(Task objective):
From the listing below, copy each line where "zero" occurs.

-=-=-

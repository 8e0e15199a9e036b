// Copyright 2022 Webb Technologies Inc.
//
// Licensed under the Apache License, Version 2.0 (the "License");
// you may not use this file except in compliance with the License.
// You may obtain a copy of the License at
//
// http://www.apache.org/licenses/LICENSE-2.0
//
// Unless required by applicable law or agreed to in writing, software
// distributed under the License is distributed on an "AS IS" BASIS,
// WITHOUT WARRANTIES OR CONDITIONS OF ANY KIND, either express or implied.
// See the License for the specific language governing permissions and
// limitations under the License.
//
use std::panic::{catch_unwind, AssertUnwindSafe};

use tokio::sync::{mpsc, oneshot};

use super::{ProvingInput, ProvingManager, ZkProof};

/// A blocking prover, like a native circuit implementation.
pub trait CircuitProver: Send + 'static {
    /// Computes the proof of `input`, blocking the calling thread.
    fn prove(&mut self, input: &ProvingInput) -> crate::Result<ZkProof>;
}

impl<F> CircuitProver for F
where
    F: FnMut(&ProvingInput) -> crate::Result<ZkProof> + Send + 'static,
{
    fn prove(&mut self, input: &ProvingInput) -> crate::Result<ZkProof> {
        self(input)
    }
}

struct Job {
    input: ProvingInput,
    reply: oneshot::Sender<crate::Result<ZkProof>>,
}

/// Runs a [`CircuitProver`] on a dedicated thread, one proof at a time.
///
/// The thread stops once every handle to the worker is dropped.
#[derive(Debug, Clone)]
pub struct ProvingWorker {
    jobs: mpsc::Sender<Job>,
}

impl ProvingWorker {
    /// Starts the proving thread.
    pub fn spawn<P: CircuitProver>(mut prover: P) -> crate::Result<Self> {
        let (jobs, mut rx) = mpsc::channel::<Job>(1);
        std::thread::Builder::new()
            .name("webb-proving".into())
            .spawn(move || {
                while let Some(job) = rx.blocking_recv() {
                    let result =
                        catch_unwind(AssertUnwindSafe(|| prover.prove(&job.input)))
                            .unwrap_or_else(|_| {
                                tracing::error!("Prover panicked");
                                Err(crate::Error::ProofGenerationFailed(
                                    "prover panicked".into(),
                                ))
                            });
                    // the caller may have gone away
                    let _ = job.reply.send(result);
                }
                tracing::debug!("Proving worker stopped");
            })?;
        Ok(Self { jobs })
    }
}

#[async_trait::async_trait]
impl ProvingManager for ProvingWorker {
    async fn compute(&self, input: ProvingInput) -> crate::Result<ZkProof> {
        let (reply, rx) = oneshot::channel();
        self.jobs.send(Job { input, reply }).await.map_err(|_| {
            crate::Error::ProofGenerationFailed(
                "proving worker is not running".into(),
            )
        })?;
        rx.await.map_err(|_| {
            crate::Error::ProofGenerationFailed(
                "proving worker dropped the request".into(),
            )
        })?
    }
}
// Copyright 2022 Webb Technologies Inc.
//
// Licensed under the Apache License, Version 2.0 (the "License");
// you may not use this file except in compliance with the License.
// You may obtain a copy of the License at
//
// http://www.apache.org/licenses/LICENSE-2.0
//
// Unless required by applicable law or agreed to in writing, software
// distributed under the License is distributed on an "AS IS" BASIS,
// WITHOUT WARRANTIES OR CONDITIONS OF ANY KIND, either express or implied.
// See the License for the specific language governing permissions and
// limitations under the License.
//
use ethereum_types::U256;

use crate::backend::{MethodPath, WithdrawCall};
use crate::merkle::MerkleProofInput;
use crate::note::Note;
use crate::proving::PreparedProof;
use crate::relayer::ActiveRelayer;
use crate::types::{Leaf, PoolId};

/// One withdrawal attempt.
///
/// Created when a withdrawal starts and dropped when it ends. Each step of
/// the withdrawal fills in the fields the next one needs.
#[derive(Debug)]
pub struct WithdrawalSession {
    note: Note,
    recipient: String,
    dest_pool: PoolId,
    source_pool: PoolId,
    relayer: Option<ActiveRelayer>,
    pub(super) leaves: Vec<Leaf>,
    pub(super) leaf_index: u32,
    pub(super) fee: U256,
    pub(super) merkle: Option<MerkleProofInput>,
    pub(super) prepared: Option<PreparedProof>,
}

impl WithdrawalSession {
    pub(super) fn new(
        note: Note,
        recipient: String,
        dest_pool: PoolId,
        source_pool: PoolId,
        relayer: Option<ActiveRelayer>,
    ) -> Self {
        Self {
            note,
            recipient,
            dest_pool,
            source_pool,
            relayer,
            leaves: Vec::new(),
            leaf_index: 0,
            fee: U256::zero(),
            merkle: None,
            prepared: None,
        }
    }

    /// The note being withdrawn.
    pub fn note(&self) -> &Note {
        &self.note
    }

    /// The account receiving the funds.
    pub fn recipient(&self) -> &str {
        &self.recipient
    }

    /// The pool the withdrawal happens on.
    pub fn dest_pool(&self) -> &PoolId {
        &self.dest_pool
    }

    /// The pool the note was deposited in.
    pub fn source_pool(&self) -> &PoolId {
        &self.source_pool
    }

    /// Whether the note was deposited on another chain.
    pub fn is_cross_chain(&self) -> bool {
        self.note.is_cross_chain()
    }

    /// The relayer relaying this withdrawal, if any.
    pub fn relayer(&self) -> Option<&ActiveRelayer> {
        self.relayer.as_ref()
    }

    /// The withdraw transaction of the computed proof.
    ///
    /// Without a relayer the recipient is its own relayer and pays no fee.
    pub fn withdraw_call(&self) -> crate::Result<WithdrawCall> {
        let prepared = self.prepared.as_ref().ok_or(crate::Error::Generic(
            "the withdraw proof was not computed",
        ))?;
        let relayer = match &self.relayer {
            Some(relayer) => relayer.beneficiary().to_owned(),
            None => self.recipient.clone(),
        };
        Ok(WithdrawCall {
            pool: self.dest_pool.clone(),
            method: MethodPath::withdraw(self.dest_pool.chain_id.family()),
            proof: prepared.proof.0.clone(),
            root: prepared.merkle.root,
            nullifier_hash: prepared.nullifier_hash,
            recipient: self.recipient.clone(),
            relayer,
            fee: self.fee,
            refund: U256::zero(),
        })
    }
}
// Copyright 2022 Webb Technologies Inc.
//
// Licensed under the Apache License, Version 2.0 (the "License");
// you may not use this file except in compliance with the License.
// You may obtain a copy of the License at
//
// http://www.apache.org/licenses/LICENSE-2.0
//
// Unless required by applicable law or agreed to in writing, software
// distributed under the License is distributed on an "AS IS" BASIS,
// WITHOUT WARRANTIES OR CONDITIONS OF ANY KIND, either express or implied.
// See the License for the specific language governing permissions and
// limitations under the License.
//
//! The withdrawal state machine.
//!
//! ```text
//! Ideal -> GeneratingZk -> SendingTransaction -> Done -> Ideal
//!               |                  |
//!               +------> Failed <--+ -> Ideal
//! ```
//!
//! A [`Withdrawer`] runs one withdrawal at a time and is reusable once it is
//! back in [`WithdrawState::Ideal`]. Progress is published as
//! [`WithdrawEvent`]s on a broadcast channel.
use derive_more::Display;
use serde::Serialize;

use crate::backend::TxNotification;
use crate::relayer::protocol::RelayedWithdrawResult;
use crate::types::TxReference;

mod controller;
mod session;

pub use controller::{Withdrawer, WithdrawerParts};
pub use session::WithdrawalSession;

/// The state of a [`Withdrawer`].
#[derive(
    Debug, Display, Clone, Copy, PartialEq, Eq, PartialOrd, Ord, Hash, Serialize,
)]
pub enum WithdrawState {
    /// Ready for a withdrawal.
    #[display(fmt = "ideal")]
    Ideal,
    /// Syncing leaves, negotiating the fee and computing the proof.
    #[display(fmt = "generating-zk")]
    GeneratingZk,
    /// Submitting the withdraw transaction.
    #[display(fmt = "sending-transaction")]
    SendingTransaction,
    /// The withdrawal succeeded.
    #[display(fmt = "done")]
    Done,
    /// The withdrawal failed.
    #[display(fmt = "failed")]
    Failed,
}

/// Input errors found before a withdrawal starts.
#[derive(Debug, Clone, Default, PartialEq, Eq, Serialize)]
pub struct ValidationErrors {
    /// Why the note was rejected.
    pub note: Option<String>,
    /// Why the recipient was rejected.
    pub recipient: Option<String>,
}

impl ValidationErrors {
    /// Whether both inputs are valid.
    pub fn is_empty(&self) -> bool {
        self.note.is_none() && self.recipient.is_none()
    }
}

/// What a [`Withdrawer`] publishes.
#[derive(Debug, Clone, PartialEq, Eq)]
pub enum WithdrawEvent {
    /// The state changed.
    StateChange(WithdrawState),
    /// The withdrawal failed, with a human readable cause.
    Error(String),
    /// The inputs were rejected before the withdrawal started.
    ValidationError(ValidationErrors),
    /// The withdrawal was cancelled and its proof discarded.
    Cancelled,
    /// Progress reported by the relayer.
    Relayer(RelayedWithdrawResult),
    /// Progress of a self-submitted transaction.
    Transaction(TxNotification),
}

/// How a call to [`Withdrawer::withdraw`] ended.
#[derive(Debug, Clone, PartialEq, Eq)]
pub enum WithdrawOutcome {
    /// The withdrawal is finalized.
    Done(TxReference),
    /// The withdrawal was cancelled before its transaction was sent.
    Cancelled,
    /// Another withdrawal is in progress, nothing was done.
    Ignored,
}
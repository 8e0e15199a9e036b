// Copyright 2022 Webb Technologies Inc.
//
// Licensed under the Apache License, Version 2.0 (the "License");
// you may not use this file except in compliance with the License.
// You may obtain a copy of the License at
//
// http://www.apache.org/licenses/LICENSE-2.0
//
// Unless required by applicable law or agreed to in writing, software
// distributed under the License is distributed on an "AS IS" BASIS,
// WITHOUT WARRANTIES OR CONDITIONS OF ANY KIND, either express or implied.
// See the License for the specific language governing permissions and
// limitations under the License.
//
use std::time::Duration;

use futures::prelude::*;

use super::protocol::{
    RelayedWithdrawResult, RelayedWithdrawWatcher, RelayerCommand,
};
use super::transport::RelayerChannel;
use super::ActiveRelayer;
use crate::types::TxReference;

/// Default time a relayer gets to finish a withdrawal.
pub const DEFAULT_RELAYER_TIMEOUT: Duration = Duration::from_secs(60);

/// The results of a relayed withdrawal, read from `channel` until the
/// withdrawal ends or the channel closes.
pub fn watch(
    mut channel: Box<dyn RelayerChannel>,
) -> impl Stream<Item = crate::Result<RelayedWithdrawResult>> + Send {
    async_stream::try_stream! {
        let mut watcher = RelayedWithdrawWatcher::new();
        while let Some(frame) = channel.next_response().await {
            let frame = match frame {
                // newer relayers may send statuses we do not know about
                Err(crate::Error::Json(e)) => {
                    tracing::warn!("Skipping undecodable relayer frame: {}", e);
                    continue;
                }
                frame => frame.map_err(|e| {
                    crate::Error::RelayerUnavailable(e.to_string())
                })?,
            };
            for result in watcher.advance(frame) {
                yield result;
            }
            if watcher.is_closed() {
                break;
            }
        }
    }
}

/// Sends withdraw requests to relayers and follows them to the end.
#[derive(Debug, Clone, Copy)]
pub struct RelayedSubmission {
    timeout: Duration,
}

impl Default for RelayedSubmission {
    fn default() -> Self {
        Self::new(DEFAULT_RELAYER_TIMEOUT)
    }
}

impl RelayedSubmission {
    /// A handler giving relayers `timeout` to finish.
    pub fn new(timeout: Duration) -> Self {
        Self { timeout }
    }

    /// Sends `command` to the relayer and waits for the withdrawal to end,
    /// reporting every result to `on_result`.
    ///
    /// Fails with [`crate::Error::RelayerTimeout`] when no terminal result
    /// arrives in time, and with [`crate::Error::RelayerErrored`] carrying
    /// the relayer's message when the relayer reports an error.
    #[tracing::instrument(
        skip(self, relayer, command, on_result),
        fields(relayer = %relayer.endpoint())
    )]
    pub async fn submit<F>(
        &self,
        relayer: &ActiveRelayer,
        command: RelayerCommand,
        mut on_result: F,
    ) -> crate::Result<TxReference>
    where
        F: FnMut(&RelayedWithdrawResult) + Send,
    {
        let relay = async {
            let mut channel = relayer.open_channel().await?;
            channel.send(&command).await.map_err(|e| {
                crate::Error::RelayerUnavailable(e.to_string())
            })?;
            let results = watch(channel);
            futures::pin_mut!(results);
            while let Some(result) = results.next().await {
                let result = result?;
                tracing::event!(
                    target: crate::probe::TARGET,
                    tracing::Level::DEBUG,
                    kind = %crate::probe::Kind::RelayTx,
                    relayer = %relayer.endpoint(),
                    result = ?result,
                );
                on_result(&result);
                match result {
                    RelayedWithdrawResult::CleanExit(tx) => return Ok(tx),
                    RelayedWithdrawResult::Errored(reason) => {
                        return Err(crate::Error::RelayerErrored(reason))
                    }
                    _ => {}
                }
            }
            Err(crate::Error::RelayerUnavailable(
                "relayer closed the channel before the withdrawal ended".into(),
            ))
        };
        match tokio::time::timeout(self.timeout, relay).await {
            Ok(result) => result,
            Err(_) => {
                tracing::warn!(
                    "Relayer {} did not finish the withdrawal in {:?}",
                    relayer.endpoint(),
                    self.timeout
                );
                Err(crate::Error::RelayerTimeout {
                    endpoint: relayer.endpoint().to_string(),
                    after: self.timeout,
                })
            }
        }
    }
}
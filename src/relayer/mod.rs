// Copyright 2022 Webb Technologies Inc.
//
// Licensed under the Apache License, Version 2.0 (the "License");
// you may not use this file except in compliance with the License.
// You may obtain a copy of the License at
//
// http://www.apache.org/licenses/LICENSE-2.0
//
// Unless required by applicable law or agreed to in writing, software
// distributed under the License is distributed on an "AS IS" BASIS,
// WITHOUT WARRANTIES OR CONDITIONS OF ANY KIND, either express or implied.
// See the License for the specific language governing permissions and
// limitations under the License.
//
//! Relayers: discovery, fee negotiation and relayed submission.
use std::fmt;
use std::sync::Arc;

use ethereum_types::U256;
use serde::{Deserialize, Serialize};
use url::Url;

use crate::backend::ChainDataSource;
use crate::types::{PoolId, TypedChainId};

use self::transport::{RelayerChannel, RelayerConnector};

/// Reads pool leaves from a relayer's leaves cache.
pub mod leaves;
/// Scripted relayers, used to exercise the relayed withdraw flow.
pub mod mocked;
/// The relayer wire protocol.
pub mod protocol;
/// Relayer discovery.
pub mod registry;
/// Relayed submission of a withdraw proof.
pub mod submission;
/// Duplex channels to relayers.
pub mod transport;

/// Fee percentages are scaled by this factor before being applied.
const FEE_SCALE: u64 = 1_000_000;

/// A pool a relayer relays withdrawals for.
#[derive(Debug, Clone, PartialEq, Serialize, Deserialize)]
#[serde(rename_all = "camelCase")]
pub struct SupportedContract {
    /// The pool address (or tree id).
    pub address: String,
    /// The deposit size of the pool, if declared.
    pub size: Option<f64>,
    /// The pool asset, if declared.
    pub token_symbol: Option<String>,
    /// The fee the relayer takes, as a fraction of the pool denomination.
    pub withdraw_fee_percentage: f64,
}

/// A chain a relayer is active on.
#[derive(Debug, Clone, PartialEq, Serialize, Deserialize)]
#[serde(rename_all = "camelCase")]
pub struct SupportedChain {
    /// The chain.
    pub chain_id: TypedChainId,
    /// The account receiving relaying fees on this chain.
    pub beneficiary: Option<String>,
    /// The pools relayed on this chain.
    pub contracts: Vec<SupportedContract>,
}

/// What a relayer declares it supports.
///
/// This is an advisory snapshot: fees are always recomputed from the on
/// chain denomination when a withdrawal is made.
#[derive(Debug, Clone, PartialEq, Serialize, Deserialize)]
#[serde(rename_all = "camelCase")]
pub struct RelayerCapabilities {
    /// The relayer's base url.
    pub endpoint: Url,
    /// The chains the relayer is active on.
    pub chains: Vec<SupportedChain>,
}

impl RelayerCapabilities {
    /// The relayer's support for a chain.
    pub fn chain(&self, chain_id: TypedChainId) -> Option<&SupportedChain> {
        self.chains.iter().find(|c| c.chain_id == chain_id)
    }

    /// The relayer's entry for a pool. Addresses are compared ignoring case.
    pub fn contract(&self, pool: &PoolId) -> Option<&SupportedContract> {
        self.chain(pool.chain_id)?
            .contracts
            .iter()
            .find(|c| c.address.eq_ignore_ascii_case(&pool.address))
    }

    /// The fee beneficiary on a chain.
    pub fn beneficiary(&self, chain_id: TypedChainId) -> Option<&str> {
        self.chain(chain_id)?.beneficiary.as_deref()
    }

    /// Whether any pool of the relayer fits the query.
    pub fn matches(&self, query: &RelayerQuery) -> bool {
        let Some(chain) = self.chain(query.chain_id) else {
            return false;
        };
        chain.contracts.iter().any(|c| query.accepts(c))
    }
}

impl fmt::Display for RelayerCapabilities {
    fn fmt(&self, f: &mut fmt::Formatter<'_>) -> fmt::Result {
        write!(f, "{}", self.endpoint)
    }
}

/// Criteria used to discover relayers.
///
/// Criteria left as `None` match anything, as do pools that do not declare
/// the corresponding field.
#[derive(Debug, Clone, PartialEq)]
pub struct RelayerQuery {
    /// The chain the relayer must be active on.
    pub chain_id: TypedChainId,
    /// The pool address.
    pub address: Option<String>,
    /// The pool asset.
    pub token_symbol: Option<String>,
    /// The pool deposit size.
    pub amount: Option<f64>,
}

impl RelayerQuery {
    /// Relayers active on `chain_id`.
    pub fn chain(chain_id: TypedChainId) -> Self {
        Self {
            chain_id,
            address: None,
            token_symbol: None,
            amount: None,
        }
    }

    fn accepts(&self, contract: &SupportedContract) -> bool {
        let address = match &self.address {
            Some(address) => contract.address.eq_ignore_ascii_case(address),
            None => true,
        };
        let symbol = match (&self.token_symbol, &contract.token_symbol) {
            (Some(wanted), Some(declared)) => {
                wanted.eq_ignore_ascii_case(declared)
            }
            _ => true,
        };
        let amount = match (self.amount, contract.size) {
            (Some(wanted), Some(size)) => wanted == size,
            _ => true,
        };
        address && symbol && amount
    }
}

/// A relayer fee, for one withdrawal.
#[derive(Debug, Clone, Copy, PartialEq)]
pub struct FeeQuote {
    /// The declared fee percentage.
    pub withdraw_fee_percentage: f64,
    /// The fee in the asset's smallest unit.
    pub total_fees: U256,
}

/// `principle * fee_percent`, computed on integers.
///
/// The percentage is scaled by one million and rounded before being
/// multiplied, so repeated quotes always agree.
pub fn calculate_fee(fee_percent: f64, principle: U256) -> U256 {
    let mill_fee = (fee_percent * FEE_SCALE as f64).round() as u64;
    let mill_u256 = principle.saturating_mul(U256::from(mill_fee));
    mill_u256 / U256::from(FEE_SCALE)
}

/// The fee `relayer` takes for withdrawing from `pool`.
///
/// Fails with [`crate::Error::UnsupportedPool`] when the relayer does not
/// relay for the pool.
#[tracing::instrument(skip(relayer, source), fields(relayer = %relayer.endpoint))]
pub async fn negotiate_fee<D>(
    relayer: &RelayerCapabilities,
    pool: &PoolId,
    source: &D,
) -> crate::Result<FeeQuote>
where
    D: ChainDataSource + ?Sized,
{
    let contract =
        relayer
            .contract(pool)
            .ok_or_else(|| crate::Error::UnsupportedPool {
                relayer: relayer.endpoint.to_string(),
                pool: pool.clone(),
            })?;
    let denomination = source.denomination(pool).await?;
    let total_fees =
        calculate_fee(contract.withdraw_fee_percentage, denomination);
    tracing::event!(
        target: crate::probe::TARGET,
        tracing::Level::DEBUG,
        kind = %crate::probe::Kind::FeeQuote,
        pool = %pool,
        %denomination,
        withdraw_fee_percentage = contract.withdraw_fee_percentage,
        %total_fees,
    );
    Ok(FeeQuote {
        withdraw_fee_percentage: contract.withdraw_fee_percentage,
        total_fees,
    })
}

/// A relayer selected for one withdrawal, bound to the pool it relays for.
///
/// Owned by a single withdraw session.
#[derive(Clone)]
pub struct ActiveRelayer {
    capabilities: RelayerCapabilities,
    pool: PoolId,
    beneficiary: String,
    connector: Arc<dyn RelayerConnector>,
}

impl fmt::Debug for ActiveRelayer {
    fn fmt(&self, f: &mut fmt::Formatter<'_>) -> fmt::Result {
        f.debug_struct("ActiveRelayer")
            .field("endpoint", &self.capabilities.endpoint.as_str())
            .field("pool", &self.pool)
            .field("beneficiary", &self.beneficiary)
            .finish()
    }
}

impl ActiveRelayer {
    /// Binds a relayer to the pool it will relay for.
    pub fn bind(
        capabilities: RelayerCapabilities,
        pool: PoolId,
        connector: Arc<dyn RelayerConnector>,
    ) -> crate::Result<Self> {
        if capabilities.contract(&pool).is_none() {
            return Err(crate::Error::UnsupportedPool {
                relayer: capabilities.endpoint.to_string(),
                pool,
            });
        }
        let beneficiary = capabilities
            .beneficiary(pool.chain_id)
            .ok_or(crate::Error::Generic(
                "relayer declares no beneficiary account for the chain",
            ))?
            .to_owned();
        Ok(Self {
            capabilities,
            pool,
            beneficiary,
            connector,
        })
    }

    /// What the relayer declared.
    pub fn capabilities(&self) -> &RelayerCapabilities {
        &self.capabilities
    }

    /// The relayer's base url.
    pub fn endpoint(&self) -> &Url {
        &self.capabilities.endpoint
    }

    /// The pool the relayer is bound to.
    pub fn pool(&self) -> &PoolId {
        &self.pool
    }

    /// The account receiving the fee.
    pub fn beneficiary(&self) -> &str {
        &self.beneficiary
    }

    /// A fresh fee quote for the bound pool.
    pub async fn fee_quote<D>(&self, source: &D) -> crate::Result<FeeQuote>
    where
        D: ChainDataSource + ?Sized,
    {
        negotiate_fee(&self.capabilities, &self.pool, source).await
    }

    /// Opens a channel to the relayer.
    pub async fn open_channel(&self) -> crate::Result<Box<dyn RelayerChannel>> {
        self.connector.connect(&self.capabilities.endpoint).await
    }
}

#[cfg(test)]
mod tests {
    use super::mocked::ScriptedConnector;
    use super::*;
    use crate::backend::mocked::MockedChain;
    use crate::types::ChainFamily;

    fn relayer(fee: f64) -> RelayerCapabilities {
        RelayerCapabilities {
            endpoint: Url::parse("http://localhost:9955").unwrap(),
            chains: vec![SupportedChain {
                chain_id: TypedChainId::Evm(5001),
                beneficiary: Some(
                    "0x58fcd47ece3ed5d74ac38d1f0dc0ea5ed7b5bd4c".into(),
                ),
                contracts: vec![SupportedContract {
                    address: "0xD24260C102B5D128cbEFA0F655E5be3c2370677C"
                        .into(),
                    size: Some(1.0),
                    token_symbol: Some("WEBB".into()),
                    withdraw_fee_percentage: fee,
                }],
            }],
        }
    }

    fn pool() -> PoolId {
        PoolId::new(
            TypedChainId::Evm(5001),
            "0xd24260c102b5d128cbefa0f655e5be3c2370677c",
        )
    }

    #[test]
    fn fee_is_exact() {
        let denomination = U256::from(1_000_000u64);
        for _ in 0..10 {
            assert_eq!(calculate_fee(0.01, denomination), 10_000u64.into());
        }
        // 0.035 * 1e6 is 34999.99.. as a float
        assert_eq!(
            calculate_fee(0.035, U256::from(1_000_000u64)),
            35_000u64.into()
        );
        assert_eq!(calculate_fee(0.0, denomination), U256::zero());
        let ether = U256::exp10(18);
        assert_eq!(calculate_fee(0.05, ether), U256::exp10(16) * U256::from(5u64));
    }

    #[tokio::test]
    async fn negotiates_from_the_chain_denomination() -> anyhow::Result<()> {
        let chain = MockedChain::new(ChainFamily::Evm);
        chain.set_denomination(&pool(), U256::from(1_000_000u64));
        let quote = negotiate_fee(&relayer(0.01), &pool(), &chain).await?;
        assert_eq!(quote.total_fees, U256::from(10_000u64));
        assert_eq!(quote.withdraw_fee_percentage, 0.01);
        Ok(())
    }

    #[tokio::test]
    async fn unsupported_pool_is_reported() {
        let chain = MockedChain::new(ChainFamily::Evm);
        let other = PoolId::new(TypedChainId::Evm(5001), "0x01");
        let err =
            negotiate_fee(&relayer(0.01), &other, &chain).await.unwrap_err();
        assert!(matches!(err, crate::Error::UnsupportedPool { .. }));
        assert!(!err.is_retryable());
    }

    #[test]
    fn queries_match_declared_fields() {
        let relayer = relayer(0.01);
        let mut query = RelayerQuery::chain(TypedChainId::Evm(5001));
        assert!(relayer.matches(&query));
        query.token_symbol = Some("webb".into());
        query.amount = Some(1.0);
        assert!(relayer.matches(&query));
        query.amount = Some(10.0);
        assert!(!relayer.matches(&query));
        assert!(!relayer.matches(&RelayerQuery::chain(TypedChainId::Evm(1))));
    }

    #[test]
    fn binding_needs_a_supported_pool() {
        let connector = Arc::new(ScriptedConnector::default());
        let active =
            ActiveRelayer::bind(relayer(0.01), pool(), connector.clone())
                .unwrap();
        assert_eq!(
            active.beneficiary(),
            "0x58fcd47ece3ed5d74ac38d1f0dc0ea5ed7b5bd4c"
        );
        let other = PoolId::new(TypedChainId::Evm(5001), "0x01");
        assert!(matches!(
            ActiveRelayer::bind(relayer(0.01), other, connector),
            Err(crate::Error::UnsupportedPool { .. })
        ));
    }
}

-=-=-

(The completed task):
            fee: U256::zero(),
            refund: U256::zero(),
        assert_eq!(calculate_fee(0.0, denomination), U256::zero());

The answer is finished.